Perseverance (Atlas V)
30 July 2020
Space Launch Complex 41
Cape Canaveral Air Force Station
The Mars 2020 mission spacecraft that includes the Perseverance rover launched from Space Launch Complex 41 aboard a United Launch Alliance Atlas V rocket at 7:50 a.m. on 30 July 2020.
Excerpts from NASA's Mars 2020 Perseverance Launch Press Kit

With the help of celestial mechanics, the spacecraft will arrive at Mars about seven months [after launch]. The date Perseverance lands on Mars — February 18, 2021 — remains the same regardless of the launch date.

Key phases of the Mars 2020 mission are launch, cruise, arrival (also known as entry, descent and landing) and Mars surface operations.

During a prime mission that will last at least one Mars year (about 687 Earth days), Perseverance’s exploration of Jezero Crater will address high-priority science goals for Mars exploration, including key questions about the potential for life on Mars. The rover’s astrobiology mission will search for signs of ancient microbial life, characterize the planet’s climate and geology and collect samples for future return to Earth. Perseverance will also gather knowledge about, and demonstrate the viability of, technologies that address the challenges of future human expeditions to Mars.

The Ingenuity Mars Helicopter, a technology demonstration, will also ride along to Mars, attached to the belly of the Perseverance rover. Weighing just about 4.0 pounds (1.8 kilograms), the Ingenuity Mars Helicopter is a small, autonomous rotorcraft designed to test — for the first time — powered flight in the thin Martian atmosphere. This lightweight helicopter does not carry any science instruments.

Ingenuity’s performance during its experimental test flights will help NASA make decisions about small helicopters for future Mars missions, where they could perform in a support role as robotic scouts, surveying terrain from above, or as full standalone science craft carrying instrument payloads. Taking to the air would give scientists a new perspective of a region’s geology and allow them to peer into areas too steep or slippery to send a rover. In the distant future, they might even help astronauts explore Mars.

A two-stage United Launch Alliance (ULA) Atlas V 541 launch vehicle will lift the Mars 2020 spacecraft from Launch Complex 41 at Cape Canaveral Air Force Station, Florida. The numbers “541” in the launch vehicle’s designation signify a 5-meter (17- foot) short payload fairing, four solid-rocket boosters, and a one-engine Centaur upper stage. It stands at 197 feet (60 meters) tall.

This will be the 11th Mars launch on an Atlas rocket, and the fifth by the Atlas V following NASA’s Mars Reconnaissance Orbiter in 2005, Curiosity rover in 2011, MAVEN orbiter in 2013 and InSight lander in 2018.

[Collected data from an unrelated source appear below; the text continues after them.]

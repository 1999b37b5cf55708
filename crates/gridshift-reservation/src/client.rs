//! The reservation provider contract.

use crate::error::ReservationResult;
use crate::types::{
    Ack, CatalogSnapshot, ConfirmOutcome, InitializedOrder, JobMetadata, Quote, RemoteOrderState,
    UpdateAction,
};

/// Client for an external reservation provider.
///
/// Implementations must bound every call in time and must never panic:
/// transport problems come back as `Err` (or `RemoteOrderState::Unknown`
/// for `status`) so a scheduling cycle can always carry on.
pub trait ReservationClient: Send + Sync {
    /// Query the provider network for offered slots.
    fn discover(&self, query: &str) -> ReservationResult<CatalogSnapshot>;

    /// Request a quote for a slot.
    fn select(&self, slot_id: &str, buyer_id: &str) -> ReservationResult<Quote>;

    /// Turn a quote into an order carrying the job's details.
    fn init(&self, quote: &Quote, job: &JobMetadata) -> ReservationResult<InitializedOrder>;

    /// Ask the provider to commit the order.
    fn confirm(&self, order: &InitializedOrder) -> ReservationResult<ConfirmOutcome>;

    /// Current provider-side state of an order.
    fn status(&self, order_id: &str) -> RemoteOrderState;

    /// Signal a change against an existing order.
    fn update(&self, order_id: &str, action: &UpdateAction) -> ReservationResult<Ack>;
}
//! RegionalCoordinator — ranked placement within one region.
//!
//! # Placement
//!
//! ```text
//! assign(job)
//!   ├── candidates = executors with free capacity, ascending by score
//!   │     └── none ─────────────────────────────▶ CapacityExhausted
//!   ├── best score > ceiling ──▶ defer ─────────▶ CostThresholdExceeded
//!   ├── order = preferred executor, then valid suggestion, then rank
//!   └── try assign_job on each eligible candidate in order
//!         ├── first success ────────────────────▶ Placement
//!         └── all failed ──────▶ defer ─────────▶ CandidatesExhausted
//! ```
//!
//! Deferred jobs belong to the region until a later tick places them or
//! their deadline passes.

use std::cmp::Ordering;
use std::collections::VecDeque;
use std::sync::Arc;

use chrono::{DateTime, Utc};
use serde::{Deserialize, Serialize};
use tracing::{debug, info, warn};

use gridshift_core::config::SchedulerSettings;
use gridshift_core::{ComputeJob, JobId, LowestCostOption, RegionReport, ScheduleEntry};
use gridshift_reservation::CatalogSnapshot;

use crate::advisory::{self, AdvisoryRequest, NoAdvice, Suggester};
use crate::error::{SchedulerError, SchedulerResult};
use crate::executor::{Admission, LocalExecutor};

/// Where a job ended up.
#[derive(Debug, Clone, PartialEq, Serialize, Deserialize)]
pub struct Placement {
    pub job_id: JobId,
    pub region: String,
    pub executor: String,
    pub reservation_id: String,
    pub order_id: Option<String>,
    pub schedule: ScheduleEntry,
}

impl Placement {
    fn new(region: &str, admission: Admission) -> Self {
        Self {
            job_id: admission.job_id,
            region: region.to_string(),
            executor: admission.executor,
            reservation_id: admission.reservation_id,
            order_id: admission.order_id,
            schedule: admission.schedule,
        }
    }
}

/// A job moved off a spiking executor.
#[derive(Debug, Clone, PartialEq, Serialize, Deserialize)]
pub struct WorkloadShift {
    pub from: String,
    pub placement: Placement,
}

/// Outcome of one pass over the deferred queue.
#[derive(Debug, Clone, Default)]
pub struct RetryOutcome {
    pub placed: Vec<Placement>,
    /// Deferred jobs whose deadline passed; they are no longer queued anywhere.
    pub expired: Vec<ComputeJob>,
    pub still_deferred: usize,
}

/// Everything that happened in one coordinator tick.
#[derive(Debug, Clone, Default)]
pub struct RegionTick {
    pub completed: Vec<JobId>,
    pub placed: Vec<Placement>,
    pub expired: Vec<ComputeJob>,
    pub shifts: Vec<WorkloadShift>,
}

pub struct RegionalCoordinator {
    name: String,
    executors: Vec<LocalExecutor>,
    deferred: VecDeque<ComputeJob>,
    cost_threshold: f64,
    max_cost_options: usize,
    catalog: CatalogSnapshot,
    suggester: Arc<dyn Suggester>,
}

impl RegionalCoordinator {
    pub fn new(name: impl Into<String>, settings: &SchedulerSettings) -> Self {
        Self {
            name: name.into(),
            executors: Vec::new(),
            deferred: VecDeque::new(),
            cost_threshold: settings.cost_threshold,
            max_cost_options: settings.max_cost_options,
            catalog: CatalogSnapshot::default(),
            suggester: Arc::new(NoAdvice),
        }
    }

    pub fn with_suggester(mut self, suggester: Arc<dyn Suggester>) -> Self {
        self.suggester = suggester;
        self
    }

    pub fn register(&mut self, executor: LocalExecutor) -> SchedulerResult<()> {
        if self.executors.iter().any(|e| e.name() == executor.name()) {
            return Err(SchedulerError::DuplicateExecutor(executor.name().to_string()));
        }
        debug!(region = %self.name, executor = %executor.name(), "executor registered");
        self.executors.push(executor);
        Ok(())
    }

    /// Build the region's report. Reads only; two calls with no state
    /// change in between return identical reports.
    pub fn aggregate(&self) -> RegionReport {
        let executors: Vec<_> = self.executors.iter().map(LocalExecutor::report).collect();

        let mut options: Vec<LowestCostOption> =
            executors.iter().map(LowestCostOption::from).collect();
        options.sort_by(|a, b| {
            a.cost_score
                .partial_cmp(&b.cost_score)
                .unwrap_or(Ordering::Equal)
                .then_with(|| a.executor.cmp(&b.executor))
        });
        options.truncate(self.max_cost_options);

        RegionReport {
            region: self.name.clone(),
            lowest_cost_options: options,
            average_score: self.average_score(),
            total_capacity: executors.iter().map(|e| e.total_capacity).sum(),
            available_capacity: executors.iter().map(|e| e.available_capacity).sum(),
            deferred_jobs: self.deferred.len(),
            catalog_providers: self.catalog.providers.len(),
            executors,
        }
    }

    /// Mean executor score; `None` with no executors.
    pub fn average_score(&self) -> Option<f64> {
        if self.executors.is_empty() {
            return None;
        }
        let total: f64 = self.executors.iter().map(LocalExecutor::cost_score).sum();
        Some(total / self.executors.len() as f64)
    }

    /// Place a job, deferring it when nothing affordable admits it.
    pub fn assign(&mut self, job: &ComputeJob, now: DateTime<Utc>) -> SchedulerResult<Placement> {
        match self.try_place(job, now) {
            Err(e) if e.is_deferral() => {
                info!(region = %self.name, job = %job.job_id, reason = %e, "job deferred");
                self.deferred.push_back(job.clone());
                Err(e)
            }
            other => other,
        }
    }

    /// Re-attempt every deferred job once.
    ///
    /// The queue is drained before the pass so a job failing again is
    /// re-appended exactly once. Jobs past their deadline are dropped.
    pub fn retry_deferred_jobs(&mut self, now: DateTime<Utc>) -> RetryOutcome {
        let mut outcome = RetryOutcome::default();
        let pending: Vec<ComputeJob> = self.deferred.drain(..).collect();

        for job in pending {
            if job.is_past_deadline(now) {
                warn!(region = %self.name, job = %job.job_id, "deferred job missed its deadline");
                outcome.expired.push(job);
                continue;
            }
            match self.try_place(&job, now) {
                Ok(placement) => {
                    info!(
                        region = %self.name,
                        job = %job.job_id,
                        executor = %placement.executor,
                        "deferred job placed"
                    );
                    outcome.placed.push(placement);
                }
                Err(e) => {
                    debug!(region = %self.name, job = %job.job_id, reason = %e, "job stays deferred");
                    self.deferred.push_back(job);
                }
            }
        }

        outcome.still_deferred = self.deferred.len();
        outcome
    }

    /// Move jobs off executors whose price is above the spike threshold.
    ///
    /// For each running job with an active provider order, the source
    /// signals the shift, then the cheapest other executor with room (and a
    /// strictly better score) admits it. The job leaves the source only
    /// once the target has admitted it.
    pub fn handle_price_spikes(&mut self, now: DateTime<Utc>) -> Vec<WorkloadShift> {
        let mut shifts = Vec::new();

        let spiking: Vec<usize> = (0..self.executors.len())
            .filter(|&i| {
                let e = &self.executors[i];
                e.check_price_spike() && !e.running_job_ids().is_empty()
            })
            .collect();

        for source in spiking {
            let source_name = self.executors[source].name().to_string();
            warn!(
                region = %self.name,
                executor = %source_name,
                price = self.executors[source].reading().price,
                "price spike"
            );

            for job_id in self.executors[source].running_job_ids() {
                let Some(target) = self.shift_target(source) else {
                    debug!(region = %self.name, executor = %source_name, "no cheaper executor with room");
                    break;
                };

                let active = self.executors[source]
                    .reservation_status(&job_id)
                    .is_some_and(|state| state.is_active());
                if !active {
                    debug!(job = %job_id, "skipping job without an active order");
                    continue;
                }

                let target_name = self.executors[target].name().to_string();
                if !self.executors[source].trigger_workload_shift(&job_id, &target_name) {
                    continue;
                }
                let Some(job) = self.executors[source].running_job(&job_id).cloned() else {
                    continue;
                };

                match self.executors[target].assign_job(&job, now) {
                    Ok(admission) => {
                        self.executors[source].release_job(&job_id);
                        info!(
                            region = %self.name,
                            job = %job_id,
                            from = %source_name,
                            to = %target_name,
                            "job reassigned"
                        );
                        shifts.push(WorkloadShift {
                            from: source_name.clone(),
                            placement: Placement::new(&self.name, admission),
                        });
                    }
                    Err(e) => {
                        warn!(job = %job_id, to = %target_name, error = %e, "reassignment failed, job stays");
                    }
                }
            }
        }

        shifts
    }

    /// Refresh every executor, then retry deferrals and handle spikes.
    pub fn update(&mut self, now: DateTime<Utc>) -> RegionTick {
        let mut tick = RegionTick::default();
        for executor in &mut self.executors {
            tick.completed.extend(executor.update(now));
        }

        let retry = self.retry_deferred_jobs(now);
        tick.placed = retry.placed;
        tick.expired = retry.expired;
        tick.shifts = self.handle_price_spikes(now);
        tick
    }

    /// Store the latest discovery snapshot.
    pub fn ingest_catalog(&mut self, catalog: CatalogSnapshot) {
        debug!(region = %self.name, providers = catalog.providers.len(), "catalog ingested");
        self.catalog = catalog;
    }

    // ── Accessors ────────────────────────────────────────────────

    pub fn name(&self) -> &str {
        &self.name
    }

    pub fn executors(&self) -> &[LocalExecutor] {
        &self.executors
    }

    pub fn executor(&self, name: &str) -> Option<&LocalExecutor> {
        self.executors.iter().find(|e| e.name() == name)
    }

    pub fn deferred_jobs(&self) -> impl Iterator<Item = &ComputeJob> {
        self.deferred.iter()
    }

    pub fn is_deferred(&self, job_id: &str) -> bool {
        self.deferred.iter().any(|j| j.job_id == job_id)
    }

    pub fn cost_threshold(&self) -> f64 {
        self.cost_threshold
    }

    // ── Internal helpers ─────────────────────────────────────────

    /// Indices of executors with room, best score first (ties by name).
    fn ranked_candidates(&self) -> Vec<usize> {
        let mut ranked: Vec<usize> = (0..self.executors.len())
            .filter(|&i| self.executors[i].available_capacity() > 0)
            .collect();
        ranked.sort_by(|&a, &b| self.compare(a, b));
        ranked
    }

    fn compare(&self, a: usize, b: usize) -> Ordering {
        let (a, b) = (&self.executors[a], &self.executors[b]);
        a.cost_score()
            .partial_cmp(&b.cost_score())
            .unwrap_or(Ordering::Equal)
            .then_with(|| a.name().cmp(b.name()))
    }

    fn try_place(&mut self, job: &ComputeJob, now: DateTime<Utc>) -> SchedulerResult<Placement> {
        let ranked = self.ranked_candidates();
        let Some(&best) = ranked.first() else {
            return Err(SchedulerError::CapacityExhausted {
                scope: self.name.clone(),
            });
        };

        let best_score = self.executors[best].cost_score();
        if best_score > self.cost_threshold {
            return Err(SchedulerError::CostThresholdExceeded {
                region: self.name.clone(),
                best_score,
                threshold: self.cost_threshold,
            });
        }

        let eligible: Vec<usize> = ranked
            .into_iter()
            .filter(|&i| self.executors[i].cost_score() <= self.cost_threshold)
            .collect();
        let order = self.attempt_order(job, eligible);

        let mut attempted = 0;
        for idx in order {
            attempted += 1;
            match self.executors[idx].assign_job(job, now) {
                Ok(admission) => return Ok(Placement::new(&self.name, admission)),
                Err(e) => {
                    warn!(
                        region = %self.name,
                        job = %job.job_id,
                        executor = %self.executors[idx].name(),
                        error = %e,
                        "candidate failed, trying next"
                    );
                }
            }
        }

        Err(SchedulerError::CandidatesExhausted {
            region: self.name.clone(),
            attempted,
        })
    }

    /// Rank order, with a valid suggestion and then the job's preferred
    /// executor pulled to the front.
    fn attempt_order(&self, job: &ComputeJob, mut eligible: Vec<usize>) -> Vec<usize> {
        let names: Vec<String> = eligible
            .iter()
            .map(|&i| self.executors[i].name().to_string())
            .collect();
        let summaries: Vec<String> = eligible.iter().map(|&i| self.executors[i].summary()).collect();

        let request = AdvisoryRequest {
            job,
            candidates: &names,
            summaries: &summaries,
        };
        if let Some(suggestion) = advisory::validate(self.suggester.suggest(&request), &names) {
            debug!(
                job = %job.job_id,
                candidate = %suggestion.selected_candidate,
                rationale = %suggestion.rationale,
                "using advisory suggestion"
            );
            self.promote(&mut eligible, &suggestion.selected_candidate);
        }

        if let Some(preferred) = job.preferred_executor.as_deref() {
            if !self.promote(&mut eligible, preferred) {
                debug!(job = %job.job_id, %preferred, "preferred executor not eligible, using rank");
            }
        }

        eligible
    }

    /// Cheapest executor other than `source` with room and a strictly
    /// lower score than `source`.
    fn shift_target(&self, source: usize) -> Option<usize> {
        let source_score = self.executors[source].cost_score();
        self.ranked_candidates()
            .into_iter()
            .find(|&i| i != source && self.executors[i].cost_score() < source_score)
    }

    /// Move the executor called `name` to the front of `order`, if present.
    fn promote(&self, order: &mut Vec<usize>, name: &str) -> bool {
        let Some(pos) = order.iter().position(|&i| self.executors[i].name() == name) else {
            return false;
        };
        let idx = order.remove(pos);
        order.insert(0, idx);
        true
    }
}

The spacecraft will ride into the sky inside a protective payload fairing atop the Atlas’ Centaur stage. Approximately 50 to 60 minutes after launch (depending on when liftoff actually occurs), the Mars 2020 spacecraft will separate from the launch vehicle and complete the rest of its journey to Mars on its own.

Separation of the Solid Rocket Motors.
Two of the Solid Rocket Motors can be faintly seen falling to Earth about halfway back along the exhaust trail.
80 images stacked show the flight of the rocket as it arcs over the Atlantic while the wind blows the exhaust trail around.